Westminster Abbey, beacon of faith, resting place of Geoffrey Chaucer and the Queen’s local. Yet in 2016 it has hosted glitzy celebrity events — is there a big hole in the roof that needs fixing?

Last night Tilda Swinton, designer Pam Hogg and DJ Josh Quinton joined Rachel McAdams for the red-carpet launch of the new superhero film Doctor Strange. Swinton and McAdams star alongside Benedict Cumberbatch, below with his director wife Sophie Hunter. Media lined the cloisters and adoring fans begged for a glimpse of their beloved Cumberbatch.

But on Twitter, some were less impressed. “Westminster Abbey: really?” one social media user asked. “Not sure Westminster Abbey is appropriate for movie launch,” another tweeted. So is the abbey the new A-list event space? In June it hosted a Gucci fashion show.

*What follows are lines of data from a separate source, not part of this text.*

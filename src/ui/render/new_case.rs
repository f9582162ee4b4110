use super::Frame;
use crate::state::draft::{CaseForm, CaseFormRow, CatalogStatus, DraftField};
use crate::state::{Focus, State};
use crate::ui::widgets::{field, spinner, styling};
use ratatui::{
    layout::{Constraint, Direction, Layout, Rect},
    text::{Line, Span},
    widgets::{Block, Borders, List, ListItem, Paragraph, Wrap},
};

/// Text shown in the case type selector.
///
fn case_type_label(form: &CaseForm) -> &str {
    if let Some(name) = form.selected_type_name() {
        return name;
    }
    match form.catalog_status() {
        CatalogStatus::NotRequested | CatalogStatus::Loading => "Loading case types...",
        CatalogStatus::Failed => "No case types available",
        CatalogStatus::Loaded if form.case_types().is_empty() => "No case types available",
        CatalogStatus::Loaded => "Select a case type",
    }
}

/// Render the new case form: fields on top, attachments below.
///
pub fn new_case(frame: &mut Frame, size: Rect, state: &mut State) {
    let theme = state.get_theme();
    let form = state.case_form();
    let active = state.current_focus() == Focus::View;
    let row = form.focused_row();
    let focused = |r: CaseFormRow| active && row == r;

    let block = Block::default()
        .borders(Borders::ALL)
        .title(Span::styled("New case", styling::active_block_title_style()))
        .border_style(if active {
            styling::active_block_border_style(theme)
        } else {
            styling::normal_block_border_style(theme)
        });
    let inner = block.inner(size);
    frame.render_widget(block, size);

    let rows = Layout::default()
        .direction(Direction::Vertical)
        .constraints([
            Constraint::Length(2),
            Constraint::Length(4),
            Constraint::Length(2),
            Constraint::Min(3),
            Constraint::Length(2),
        ])
        .margin(1)
        .split(inner);

    let case_type = case_type_label(form);
    let header = vec![
        field::choice_line(theme, "Case type", case_type, focused(CaseFormRow::CaseType)),
        field::field_line(
            theme,
            "Title",
            form.draft.field(DraftField::Title),
            focused(CaseFormRow::Title),
        ),
    ];
    frame.render_widget(Paragraph::new(header), rows[0]);

    let description = Paragraph::new(vec![field::field_line(
        theme,
        "Description",
        form.draft.field(DraftField::Description),
        focused(CaseFormRow::Description),
    )])
    .wrap(Wrap { trim: false });
    frame.render_widget(description, rows[1]);

    let location = vec![
        field::field_line(
            theme,
            "Location",
            form.draft.field(DraftField::Location),
            focused(CaseFormRow::Location),
        ),
        field::field_line(
            theme,
            "Attach file",
            form.attachment_path(),
            focused(CaseFormRow::Attachment),
        ),
    ];
    frame.render_widget(Paragraph::new(location), rows[2]);

    let attachments: Vec<ListItem> = if form.draft.attachments.is_empty() {
        vec![ListItem::new(Span::styled(
            "No images attached",
            styling::muted_text_style(theme),
        ))]
    } else {
        form.draft
            .attachments
            .iter()
            .map(|attachment| {
                ListItem::new(Line::from(format!(
                    "{} ({}, {} bytes)",
                    attachment.file_name,
                    attachment.content_type,
                    attachment.bytes.len()
                )))
            })
            .collect()
    };
    let attachments = List::new(attachments)
        .style(styling::normal_text_style(theme))
        .block(
            Block::default()
                .borders(Borders::TOP)
                .title("Attachments")
                .border_style(styling::normal_block_border_style(theme)),
        );
    frame.render_widget(attachments, rows[3]);

    if form.is_submitting() {
        spinner::render(frame, rows[4], state.get_spinner_index(), "Submitting...");
    } else {
        let style = if focused(CaseFormRow::Submit) {
            styling::highlight_style(theme)
        } else {
            styling::active_list_item_style(theme)
        };
        frame.render_widget(Paragraph::new(Span::styled(" [ Submit ] ", style)), rows[4]);
    }
}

The Londoner called the Archbishop of Canterbury, Justin Welby. His spokesman sympathised: “The archbishop held commercial events when he was dean of Liverpool Cathedral,” he explained. “It is not unusual if it is not inconsistent with church teachings.” Simon Jenkins, a trustee of the Churches Conservation Trust, is also understanding. “They are the only way churches are going to reconnect with their communities,” he told us this morning. “They bring in "outsiders". They are also the way in which churches operated in the middle ages, when they were civic spaces. The more the merrier.”

A spokesman for Westminster Abbey told The Londoner that such events are not part of a specific funding drive, and “are all considered on an individual basis”. When we asked if they welcomed the A-listers, he said: “Such an iconic building should be able to be enjoyed. But both events took place in the cloisters, not the Abbey itself.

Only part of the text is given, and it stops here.